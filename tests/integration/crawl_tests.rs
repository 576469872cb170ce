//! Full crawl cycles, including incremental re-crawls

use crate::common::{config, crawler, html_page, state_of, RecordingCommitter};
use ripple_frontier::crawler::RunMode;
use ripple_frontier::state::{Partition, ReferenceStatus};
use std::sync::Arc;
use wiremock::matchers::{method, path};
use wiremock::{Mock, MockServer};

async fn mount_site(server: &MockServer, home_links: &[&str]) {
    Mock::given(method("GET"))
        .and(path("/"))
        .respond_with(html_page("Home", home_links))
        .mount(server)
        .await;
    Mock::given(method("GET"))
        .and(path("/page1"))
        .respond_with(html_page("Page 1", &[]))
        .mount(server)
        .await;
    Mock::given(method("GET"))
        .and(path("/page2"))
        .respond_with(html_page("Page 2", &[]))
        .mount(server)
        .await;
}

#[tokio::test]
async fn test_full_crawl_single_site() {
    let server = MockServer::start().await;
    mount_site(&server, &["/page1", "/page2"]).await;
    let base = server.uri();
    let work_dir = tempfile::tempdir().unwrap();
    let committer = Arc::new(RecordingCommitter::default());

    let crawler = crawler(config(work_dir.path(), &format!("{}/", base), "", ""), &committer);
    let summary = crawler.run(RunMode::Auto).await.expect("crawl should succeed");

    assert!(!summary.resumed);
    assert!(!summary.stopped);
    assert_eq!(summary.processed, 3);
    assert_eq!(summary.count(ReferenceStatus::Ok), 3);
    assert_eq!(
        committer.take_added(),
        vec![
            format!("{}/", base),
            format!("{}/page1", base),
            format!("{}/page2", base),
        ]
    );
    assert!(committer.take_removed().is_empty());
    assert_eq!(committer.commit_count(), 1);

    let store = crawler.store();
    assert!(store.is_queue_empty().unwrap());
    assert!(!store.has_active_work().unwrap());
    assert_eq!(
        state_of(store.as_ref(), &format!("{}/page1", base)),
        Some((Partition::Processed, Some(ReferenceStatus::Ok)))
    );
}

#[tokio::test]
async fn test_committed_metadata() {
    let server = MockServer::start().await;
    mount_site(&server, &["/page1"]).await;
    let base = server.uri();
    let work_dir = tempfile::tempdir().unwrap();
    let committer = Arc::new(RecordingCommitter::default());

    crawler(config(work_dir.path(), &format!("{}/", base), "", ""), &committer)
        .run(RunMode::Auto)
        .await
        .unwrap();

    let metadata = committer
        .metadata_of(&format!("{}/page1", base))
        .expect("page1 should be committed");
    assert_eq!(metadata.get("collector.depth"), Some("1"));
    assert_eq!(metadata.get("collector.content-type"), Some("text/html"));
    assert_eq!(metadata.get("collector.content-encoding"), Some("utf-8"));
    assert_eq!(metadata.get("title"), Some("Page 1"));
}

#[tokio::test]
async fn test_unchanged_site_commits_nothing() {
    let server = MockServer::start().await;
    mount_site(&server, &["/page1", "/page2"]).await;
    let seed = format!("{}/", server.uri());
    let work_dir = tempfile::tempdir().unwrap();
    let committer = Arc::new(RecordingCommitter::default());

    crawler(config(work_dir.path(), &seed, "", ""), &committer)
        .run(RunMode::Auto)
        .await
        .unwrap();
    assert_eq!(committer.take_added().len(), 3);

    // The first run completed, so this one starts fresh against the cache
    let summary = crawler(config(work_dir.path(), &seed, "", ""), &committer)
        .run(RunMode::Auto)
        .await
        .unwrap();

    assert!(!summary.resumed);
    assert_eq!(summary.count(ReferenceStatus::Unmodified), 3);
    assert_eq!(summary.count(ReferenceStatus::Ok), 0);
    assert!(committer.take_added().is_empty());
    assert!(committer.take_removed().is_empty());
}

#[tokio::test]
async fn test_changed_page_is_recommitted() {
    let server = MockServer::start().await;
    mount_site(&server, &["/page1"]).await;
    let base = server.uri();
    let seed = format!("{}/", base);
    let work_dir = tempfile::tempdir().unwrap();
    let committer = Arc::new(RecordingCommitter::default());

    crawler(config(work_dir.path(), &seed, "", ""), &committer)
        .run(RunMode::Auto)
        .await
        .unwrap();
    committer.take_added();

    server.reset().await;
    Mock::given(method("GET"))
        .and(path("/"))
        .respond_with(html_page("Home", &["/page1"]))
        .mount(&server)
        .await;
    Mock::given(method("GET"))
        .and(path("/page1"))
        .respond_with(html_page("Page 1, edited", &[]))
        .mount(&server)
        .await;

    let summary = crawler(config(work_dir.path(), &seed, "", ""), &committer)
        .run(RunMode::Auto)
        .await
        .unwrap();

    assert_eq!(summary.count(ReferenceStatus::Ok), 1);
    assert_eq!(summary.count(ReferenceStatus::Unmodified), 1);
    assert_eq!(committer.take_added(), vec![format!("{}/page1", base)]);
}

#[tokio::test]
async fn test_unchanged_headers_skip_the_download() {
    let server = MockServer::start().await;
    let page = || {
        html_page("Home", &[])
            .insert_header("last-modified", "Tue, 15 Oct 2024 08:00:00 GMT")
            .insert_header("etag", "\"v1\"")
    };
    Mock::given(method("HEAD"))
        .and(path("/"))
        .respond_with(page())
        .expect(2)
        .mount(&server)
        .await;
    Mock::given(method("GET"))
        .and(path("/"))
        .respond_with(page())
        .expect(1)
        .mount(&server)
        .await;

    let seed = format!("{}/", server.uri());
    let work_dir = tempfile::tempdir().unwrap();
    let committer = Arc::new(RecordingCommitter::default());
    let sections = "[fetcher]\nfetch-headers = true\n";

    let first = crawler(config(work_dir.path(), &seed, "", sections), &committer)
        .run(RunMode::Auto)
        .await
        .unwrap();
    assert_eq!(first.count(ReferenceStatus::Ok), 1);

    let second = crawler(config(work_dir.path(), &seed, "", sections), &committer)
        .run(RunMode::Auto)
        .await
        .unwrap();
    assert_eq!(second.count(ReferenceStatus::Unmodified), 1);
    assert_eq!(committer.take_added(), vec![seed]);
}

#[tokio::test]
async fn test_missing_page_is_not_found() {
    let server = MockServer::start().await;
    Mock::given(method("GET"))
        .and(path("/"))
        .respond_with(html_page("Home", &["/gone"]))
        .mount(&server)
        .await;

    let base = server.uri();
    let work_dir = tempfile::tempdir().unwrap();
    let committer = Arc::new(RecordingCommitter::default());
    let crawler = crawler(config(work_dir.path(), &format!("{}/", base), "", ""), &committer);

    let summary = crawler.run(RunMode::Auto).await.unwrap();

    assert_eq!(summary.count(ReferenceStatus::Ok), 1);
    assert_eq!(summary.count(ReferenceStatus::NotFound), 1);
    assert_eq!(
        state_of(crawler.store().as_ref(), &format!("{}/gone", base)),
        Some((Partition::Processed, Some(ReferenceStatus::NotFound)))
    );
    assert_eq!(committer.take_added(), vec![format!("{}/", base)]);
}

────────────────────────────────────────

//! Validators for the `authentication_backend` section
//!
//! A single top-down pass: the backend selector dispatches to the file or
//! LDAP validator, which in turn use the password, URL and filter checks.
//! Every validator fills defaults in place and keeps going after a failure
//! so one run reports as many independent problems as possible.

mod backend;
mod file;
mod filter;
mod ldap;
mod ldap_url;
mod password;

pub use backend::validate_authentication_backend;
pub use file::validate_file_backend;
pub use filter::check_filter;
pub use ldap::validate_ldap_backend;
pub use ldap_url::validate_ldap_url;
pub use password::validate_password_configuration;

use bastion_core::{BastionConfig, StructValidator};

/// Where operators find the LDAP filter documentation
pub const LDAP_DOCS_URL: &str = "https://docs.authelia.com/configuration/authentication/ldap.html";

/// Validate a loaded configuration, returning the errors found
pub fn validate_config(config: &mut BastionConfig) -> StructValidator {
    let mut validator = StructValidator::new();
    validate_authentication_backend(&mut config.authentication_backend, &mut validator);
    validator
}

────────────────────────────────────────

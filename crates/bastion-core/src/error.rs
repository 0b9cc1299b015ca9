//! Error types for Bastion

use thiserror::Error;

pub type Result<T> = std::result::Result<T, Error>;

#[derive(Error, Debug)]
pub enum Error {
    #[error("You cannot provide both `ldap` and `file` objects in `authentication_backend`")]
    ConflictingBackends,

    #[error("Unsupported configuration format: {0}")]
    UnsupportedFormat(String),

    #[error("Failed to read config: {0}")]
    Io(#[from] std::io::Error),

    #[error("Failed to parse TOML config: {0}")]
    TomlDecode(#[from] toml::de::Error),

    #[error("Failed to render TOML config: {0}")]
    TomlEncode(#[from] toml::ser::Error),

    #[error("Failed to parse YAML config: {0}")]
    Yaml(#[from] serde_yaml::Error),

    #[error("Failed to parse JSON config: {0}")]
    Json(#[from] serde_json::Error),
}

────────────────────────────────────────

__TASK REQUIREMENTS__
Within the material, how many lines hold the string "from"? Give the number by itself.

__EXERCISE RESPONSE__
5